Du côté des documentaires présentés Hors Compétition, on a pu ensuite se lancer, à 16h, dans Riposte féministe, centré sur les groupes de colleuses affichant des messages en lettres noires sur fond blanc dans les villes, afin de dénoncer féminicides et violences sexuelles et sexistes. Un doc de Simon Depardon – fils de Raymond Depardon – et Marie Perennès, témoignage intéressant sur une action importante, laissant les paroles se développer.
Difficile série Irma Vep
Il fut temps, ensuite, de se lancer dans l’aperçu offert par le Festival de la série Irma Vep, produite par HBO mais tournée en France avec équipe française en très grande partie. Les acteurs n’y étant absolument pour rien, on ne les blâmera en aucun cas pour ce qu’on a vu. Il s’agit là de la deuxième fois qu’Olivier Assayas, ici créateur du programme, se mesure au classique du cinéma muet de Louis Feuillade Les Vampires (1915), après son long-métrage Irma Vep de 1996. Cette variation-ci ne convainc vraiment pas : une fois passé le beau générique, tout en animation et agrémenté d’une musique rythmée mais un peu en décalage, joliment, le doute assaille dès les premières images, dès qu’Alicia Vikander – qui joue une actrice venant tourner en France, ici – descend de son avion. Devant la façon dont Olivier Assayas la filme, et cadre son look, on se dit : à une époque, il disséquait avec sa caméra les lieux de pouvoir très froids qu’il traversait, aujourd’hui a-t-il succombé au toc, comme fasciné par lui ? Tout le reste sera à l’ave- nant : les conflits des personnages n’amènent souvent que vers du mauvais vaudeville, développé au fil de scènes trop longues…

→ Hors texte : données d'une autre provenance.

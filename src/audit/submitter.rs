use chrono::{DateTime, Utc};
use std::sync::Arc;
use tracing::{info, warn};

use crate::audit::error::AuditError;
use crate::audit::task::{normalize_url, AuditOptions, TaskId};
use crate::backend::AuditBackend;

/// A task the backend accepted
#[derive(Debug, Clone, PartialEq)]
pub struct Submission {
    pub task_id: TaskId,
    pub url: String,
    pub options: AuditOptions,
    pub message: String,
    pub submitted_at: DateTime<Utc>,
}

/// Issues `audit-start` requests. Does not start polling.
pub struct Submitter {
    backend: Arc<dyn AuditBackend>,
}

impl Submitter {
    pub fn new(backend: Arc<dyn AuditBackend>) -> Self {
        Self { backend }
    }

    /// Submit an audit for `url`
    pub async fn start_audit(&self, url: &str, options: &AuditOptions) -> Result<Submission, AuditError> {
        let url = normalize_url(url)?;
        if options.max_pages == 0 {
            return Err(AuditError::Submission("maxPages must be at least 1".to_string()));
        }

        let response = self.backend.start_audit(&url, options).await.map_err(|e| {
            warn!(kind = e.kind(), "Audit submission for {} failed: {}", url, e);
            AuditError::Submission(e.to_string())
        })?;

        let task_id = match response.task_id {
            Some(task_id) if !task_id.as_str().is_empty() => task_id,
            _ => {
                warn!("Backend accepted {} without returning a task id", url);
                return Err(AuditError::Submission(
                    response
                        .message
                        .unwrap_or_else(|| "The backend did not return a task id".to_string()),
                ));
            }
        };

        info!("Audit task {} created for {} ({})", task_id, url, options.audit_type);

        Ok(Submission {
            task_id,
            url,
            options: options.clone(),
            message: response.message.unwrap_or_else(|| "Audit started".to_string()),
            submitted_at: Utc::now(),
        })
    }
}
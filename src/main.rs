use anyhow::Result;
use tracing::{error, info};

use seo_audit_client::cli;
use seo_audit_client::utils::{default_log_file, init_logging};

#[tokio::main]
async fn main() -> Result<()> {
    // Parse command line arguments
    let args = cli::parse_args();

    // A bare --log-file writes to the platform data dir
    let log_file = args.log_file.clone().map(|path| path.unwrap_or_else(default_log_file));
    init_logging(args.verbose, log_file)?;

    info!("Starting auditctl v{}", env!("CARGO_PKG_VERSION"));

    match cli::process_command(args).await {
        Ok(_) => {
            info!("Command completed successfully");
            Ok(())
        }
        Err(e) => {
            error!("Command failed: {:#}", e);
            Err(e)
        }
    }
}
use std::fmt;

use thiserror::Error;

use crate::value::Value;

// ————————————————————————————————————————————————————————————————————————————
// PATHS
// ————————————————————————————————————————————————————————————————————————————

#[derive(Debug, Clone, PartialEq, Eq, Hash)]
pub enum PathSegment {
    Key(String),
    Index(usize),
}

/// Location inside a value tree, root first. Renders as `$.nest.items[2]`.
#[derive(Debug, Clone, PartialEq, Eq, Hash, Default)]
pub struct Path(Vec<PathSegment>);

impl Path {
    pub fn root() -> Self {
        Self::default()
    }

    pub fn segments(&self) -> &[PathSegment] {
        &self.0
    }

    pub fn is_root(&self) -> bool {
        self.0.is_empty()
    }

    pub(crate) fn push(&mut self, segment: PathSegment) {
        self.0.push(segment);
    }

    pub(crate) fn pop(&mut self) {
        self.0.pop();
    }
}

impl From<Vec<PathSegment>> for Path {
    fn from(segments: Vec<PathSegment>) -> Self {
        Path(segments)
    }
}

impl From<&str> for PathSegment {
    fn from(key: &str) -> Self {
        PathSegment::Key(key.to_string())
    }
}

impl From<usize> for PathSegment {
    fn from(index: usize) -> Self {
        PathSegment::Index(index)
    }
}

impl fmt::Display for Path {
    fn fmt(&self, f: &mut fmt::Formatter<'_>) -> fmt::Result {
        f.write_str("$")?;
        for segment in &self.0 {
            match segment {
                PathSegment::Index(i) => write!(f, "[{i}]")?,
                PathSegment::Key(k) if is_plain_key(k) => write!(f, ".{k}")?,
                PathSegment::Key(k) => write!(f, "[{k:?}]")?,
            }
        }
        Ok(())
    }
}

fn is_plain_key(k: &str) -> bool {
    !k.is_empty() && k.chars().all(|c| c.is_ascii_alphanumeric() || c == '_' || c == '-')
}

// ————————————————————————————————————————————————————————————————————————————
// VALIDATION FAILURES
// ————————————————————————————————————————————————————————————————————————————

#[derive(Debug, Clone, PartialEq, Error)]
pub enum FailureKind {
    #[error("expected {expected}, found {found}")]
    TypeMismatch { expected: String, found: &'static str },

    #[error("is outside the range {}", render_range(.min, .max))]
    RangeError { min: Option<f64>, max: Option<f64> },

    #[error("doesn't match pattern {pattern}")]
    PatternMismatch { pattern: String },

    #[error("is not a valid {expected}")]
    FormatError { expected: &'static str },

    #[error("has {found} elements, requires exactly {expected}")]
    ArityMismatch { expected: usize, found: usize },

    #[error("required field is missing")]
    MissingField,

    #[error("doesn't match any of {} alternatives", .attempts.len())]
    NoAlternativeMatched { attempts: Vec<ValidationFailure> },

    #[error("condition failed: {detail}")]
    ConditionFailed { detail: String },
}

fn render_range(min: &Option<f64>, max: &Option<f64>) -> String {
    match (*min, *max) {
        (Some(lo), Some(hi)) => format!("[{lo}, {hi}]"),
        (Some(lo), None) => format!("[{lo}, ∞)"),
        (None, Some(hi)) => format!("(-∞, {hi}]"),
        (None, None) => "(-∞, ∞)".to_string(),
    }
}

impl FailureKind {
    /// Stable name of the kind, independent of its payload.
    pub fn name(&self) -> &'static str {
        match self {
            FailureKind::TypeMismatch { .. } => "TypeMismatch",
            FailureKind::RangeError { .. } => "RangeError",
            FailureKind::PatternMismatch { .. } => "PatternMismatch",
            FailureKind::FormatError { .. } => "FormatError",
            FailureKind::ArityMismatch { .. } => "ArityMismatch",
            FailureKind::MissingField => "MissingField",
            FailureKind::NoAlternativeMatched { .. } => "NoAlternativeMatched",
            FailureKind::ConditionFailed { .. } => "ConditionFailed",
        }
    }
}

/// One mismatch between a value and the schema, located by `path`.
#[derive(Debug, Clone, PartialEq, Error)]
#[error("{path}: {} {kind}", brief(.value))]
pub struct ValidationFailure {
    pub path: Path,
    pub kind: FailureKind,
    /// The offending input (`Null` for missing fields).
    pub value: Value,
}

fn brief(value: &Value) -> String {
    match value {
        Value::Sequence(xs) => format!("<sequence of {}>", xs.len()),
        Value::Mapping(m) => format!("<mapping with {} keys>", m.len()),
        other => other.to_string(),
    }
}

/// What `clean` surfaces: one failure in fail-fast mode, every failure found
/// in collect-all mode. Never empty.
#[derive(Debug, Clone, PartialEq, Error)]
#[error("{}", render_failures(.failures))]
pub struct ValidationError {
    failures: Vec<ValidationFailure>,
}

impl ValidationError {
    pub(crate) fn new(failures: Vec<ValidationFailure>) -> Self {
        debug_assert!(!failures.is_empty());
        Self { failures }
    }

    pub fn failures(&self) -> &[ValidationFailure] {
        &self.failures
    }

    pub fn into_failures(self) -> Vec<ValidationFailure> {
        self.failures
    }

    pub fn first(&self) -> &ValidationFailure {
        &self.failures[0]
    }
}

fn render_failures(failures: &[ValidationFailure]) -> String {
    match failures {
        [only] => only.to_string(),
        many => {
            let mut out = format!("{} validation failures", many.len());
            for failure in many {
                out.push_str("; ");
                out.push_str(&failure.to_string());
            }
            out
        }
    }
}

// ————————————————————————————————————————————————————————————————————————————
// SCHEMA AUTHORING ERRORS
// ————————————————————————————————————————————————————————————————————————————

#[derive(Debug, Error)]
pub enum SchemaError {
    #[error("{path}: sequence literal must hold exactly one element schema, found {len}")]
    SequenceArity { path: Path, len: usize },

    #[error("{path}: `any` needs at least one alternative")]
    EmptyAny { path: Path },

    #[error("invalid pattern {pattern:?}: {source}")]
    InvalidPattern {
        pattern: String,
        #[source]
        source: regex::Error,
    },

    #[error("schema document at {path}: {message}")]
    Document { path: Path, message: String },

    #[error("schema document is not valid JSON: {0}")]
    Json(#[from] serde_json::Error),
}

// ------------------------------- Tests ------------------------------------ //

Novembre, Sick of myself puis finalement Les Nuits de Mashhad
Vers les 18h, on s’est ensuite lancés dans Novembre, polar français – réalisé par Cédric Jimenez, signataire du controversé Bac Nord – suivant la Brigade anti-terroriste lors des tueries du 13 novembre 2015 à Paris, et la traque des terroristes coupables marquée par des errements des enquêteurs. Un film policier qu’on a pu trouver efficace.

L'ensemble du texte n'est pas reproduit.